Brüssel argumentierte, dass es sich um eine nicht akzeptable Benachteilung aufgrund der Staatszugehörigkeit handle. Da gelte auch für die Fahrten nach Cabrera, so Joana Serra: Man würde ja gerne Preisnachlässe gewähren, so wie früher, aber schrecke nach der Ansage aus Brüssel davor zurück.

Der Nationalpark Cabrera umfasst rund 90.000 Hektar. Die Spitze oben auf der Karte ist der südlichste Zipfel von Mallorca.

Der Nationalpark Cabrera umfasst rund 90.000 Hektar. Die Spitze oben auf der Karte ist der südlichste Zipfel von Mallorca. / Ministerio para la Transición Ecológica

Boote können nur etwa 140 Tage im Jahr fahren

Bei Mar Cabrera begründet eine Mitarbeiterin die Tatsache, dass es keine Residentenrabatte gibt, damit, dass das Unternehmen weder von der Balearen- noch von der Zentralregierung Subventionen bekomme. Davon abgesehen seien die Tarife im Vergleich zum Vorjahr praktisch unverändert.
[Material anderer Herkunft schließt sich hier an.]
//! Dispatcher Core - Policy-Driven Model Request Routing
//!
//! Accepts inference requests, selects among heterogeneous backends under
//! capability, capacity and cost constraints, serializes their execution,
//! and tracks usage for billing and capacity planning.
//!
//! The crate does not run inference itself. It decides *which* backend
//! handles a request and *when* that backend is free, then hands the payload
//! to an [`backend::Executor`].
//!
//! # Architecture
//!
//! ```text
//! ┌──────────────────────────────────────────────────────────────────┐
//! │                        Callers / Daemon                          │
//! └───────────────────────────────┬──────────────────────────────────┘
//!                                 │ submit / admin / stats
//! ┌───────────────────────────────┼──────────────────────────────────┐
//! │                          DISPATCHER CORE                         │
//! │  ┌────────────────────────────┴───────────────────────────────┐  │
//! │  │                          Router                            │  │
//! │  │  ┌──────────┐  ┌───────────┐  ┌──────────┐  ┌───────────┐  │  │
//! │  │  │ Registry │  │ Selection │  │ Dispatch │  │  Usage    │  │  │
//! │  │  │ Snapshot │  │  Policy   │  │  Lanes   │  │  Ledger   │  │  │
//! │  │  └────┬─────┘  └───────────┘  └────┬─────┘  └───────────┘  │  │
//! │  └───────┼────────────────────────────┼───────────────────────┘  │
//! │     ConfigStore                    Executor                      │
//! │   (TOML file / memory)        (Ollama / echo / ...)              │
//! └──────────────────────────────────────────────────────────────────┘
//! ```
//!
//! # Quick Start
//!
//! ```ignore
//! use std::sync::Arc;
//! use dispatcher_core::{
//!     backend::EchoExecutor, FileConfigStore, Router, RouterSettings, SubmitRequest,
//! };
//!
//! #[tokio::main]
//! async fn main() {
//!     let store = Arc::new(FileConfigStore::new("backends.toml"));
//!     let router = Router::start(RouterSettings::default(), store, Arc::new(EchoExecutor::new()));
//!
//!     let outcome = router
//!         .submit_and_wait(
//!             SubmitRequest::new(serde_json::json!("Hello"))
//!                 .with_capabilities(["text_generation"]),
//!         )
//!         .await;
//!
//!     router.shutdown().await;
//! }
//! ```
//!
//! # Module Overview
//!
//! - [`routing`]: registry, store, selection, dispatch, ledger and the [`Router`]
//! - [`backend`]: execution adapters (Ollama, echo)
//! - [`config`]: process settings from TOML, environment and CLI

#![warn(missing_docs)]
#![deny(clippy::all)]
#![warn(clippy::pedantic)]
#![allow(clippy::module_name_repetitions)]
#![allow(clippy::cast_precision_loss)]
#![allow(clippy::cast_possible_truncation)]
#![allow(clippy::cast_sign_loss)]

pub mod backend;
pub mod config;
pub mod routing;

// Routing exports
pub use routing::{
    AdminError, BackendDefinition, BackendKind, BackendStats, BackendStatus, BackendSummary,
    CallerPreferences, ConfigStore, CostTierMode, DispatchError, DispatchFailure,
    DispatchOutcome, DispatchStatus, FileConfigStore, HistoryRecord, LaneMode,
    MemoryConfigStore, RegistryError, RequestId, Router, RouterSettings, RoutingRules,
    RoutingRulesPatch, Selection, SelectionCriteria, SelectionReason, StoreDocument, StoreError,
    SubmitReceipt, SubmitRequest,
};

// Backend exports
pub use backend::{EchoExecutor, ExecutionError, ExecutionOutput, Executor, OllamaExecutor};

// Config exports
pub use config::{
    default_config_path, default_store_path, load_config, load_config_from_path,
    ConfigError, ConfigOverrides, ConfigSource, DispatcherConfigFile, DispatcherToml,
};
Hinzu komme, dass die Boote laut Vorschriften des Seefahrtsamtes nur zwischen dem 1. Februar und dem 31. Oktober unterwegs sein dürfen. „Und wenn man dann noch im restlichen Zeitraum die Tage mit ungünstigem Wetter abzieht, bleiben uns vielleicht 140 Tage im Jahr, an denen wir fahren können“, sagt die Mitarbeiterin von Mar Cabrera.
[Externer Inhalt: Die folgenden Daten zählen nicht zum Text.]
//! Execution Traits
//!
//! The dispatcher never performs inference itself. A worker hands the
//! resolved [`BackendDefinition`] and the opaque request payload to an
//! [`Executor`], which talks to the actual model and reports token usage.
//!
//! # Design Philosophy
//!
//! The Executor trait is the single seam between routing and providers:
//! - The worker decides *when* a backend runs
//! - The executor decides *how* a payload reaches it
//!
//! Implementations handle provider-specific details (API formats, auth, etc.)

use async_trait::async_trait;
use serde::{Deserialize, Serialize};
use thiserror::Error;

use crate::routing::BackendDefinition;

/// Opaque request body
pub type Payload = serde_json::Value;

/// Result of a successful execution
#[derive(Clone, Debug, PartialEq, Serialize, Deserialize)]
pub struct ExecutionOutput {
    /// Output produced by the backend
    pub output: serde_json::Value,
    /// Tokens consumed by the input
    pub input_tokens: u64,
    /// Tokens produced as output
    pub output_tokens: u64,
}

impl ExecutionOutput {
    /// Create an output with token counts
    pub fn new(output: serde_json::Value, input_tokens: u64, output_tokens: u64) -> Self {
        Self {
            output,
            input_tokens,
            output_tokens,
        }
    }

    /// Input plus output tokens
    #[must_use]
    pub fn total_tokens(&self) -> u64 {
        self.input_tokens.saturating_add(self.output_tokens)
    }
}

/// Execution failures
#[derive(Debug, Error)]
pub enum ExecutionError {
    /// The backend has no endpoint configured
    #[error("backend '{0}' has no endpoint configured")]
    MissingEndpoint(String),

    /// The payload cannot be sent to this backend
    #[error("invalid payload: {0}")]
    InvalidPayload(String),

    /// Transport failure
    #[error("request failed: {0}")]
    Http(#[from] reqwest::Error),

    /// Backend answered with a non-success status
    #[error("backend returned {status}: {body}")]
    Status {
        /// HTTP status code
        status: u16,
        /// Response body
        body: String,
    },

    /// Anything else the provider reported
    #[error("{0}")]
    Backend(String),
}

/// Executes a payload on a backend
///
/// Implement this trait to add support for different model providers.
#[async_trait]
pub trait Executor: Send + Sync {
    /// Executor name for logs (e.g., "ollama", "echo")
    fn name(&self) -> &str;

    /// Run the payload on the backend and report token usage
    async fn execute(
        &self,
        backend: &BackendDefinition,
        payload: &Payload,
    ) -> Result<ExecutionOutput, ExecutionError>;
}

/// Text a payload carries, for providers that take a plain prompt
///
/// Strings are used as-is; objects contribute their `prompt` field and fall
/// back to their JSON rendering.
#[must_use]
pub fn prompt_text(payload: &Payload) -> String {
    match payload {
        serde_json::Value::Null => String::new(),
        serde_json::Value::String(s) => s.clone(),
        serde_json::Value::Object(map) => match map.get("prompt") {
            Some(serde_json::Value::String(prompt)) => prompt.clone(),
            _ => payload.to_string(),
        },
        other => other.to_string(),
    }
}

/// Rough token count used when a caller supplies no estimate
///
/// Roughly four characters per token, plus the requested output budget
/// (`max_tokens` on an object payload) when present.
#[must_use]
pub fn estimate_tokens(payload: &Payload) -> u64 {
    let chars = prompt_text(payload).chars().count() as u64;
    let input = chars.div_ceil(4);
    let output = payload
        .get("max_tokens")
        .and_then(serde_json::Value::as_u64)
        .unwrap_or(0);
    input.saturating_add(output)
}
Joana Serra von Excursions a Cabrera ergänzt weitere Einschränkungen, die die Preise nach oben treiben: „Es gibt ein Limit an Personen, die pro Tag in den Park dürfen, ein Limit an täglichen Fahrten und ein Limit, was die Zugangszeiten für den Nationalpark betrifft.“ Hinzu kämen noch Sicherheitsvorkehrungen sowie Personalkosten.

Die Balearen-Regierung hält sich heraus

Die Balearen-Regierung sieht offenbar aktuell keinen Handlungsbedarf. Zwar wird hinter verschlossenen Türen bedauert, dass vielen Familien verwehrt bleibt, den Nationalpark kennenlernen zu können.

Eine Anfrage bei der Sprecherin der Parkdirektion Maria Valens ergibt lediglich, dass man sich zur Preispolitik der Unternehmen nicht äußern werde, diese sei Privatsache. Man kümmere sich lediglich darum, dass das Besucherlimit von 300 Personen am Tag eingehalten werde.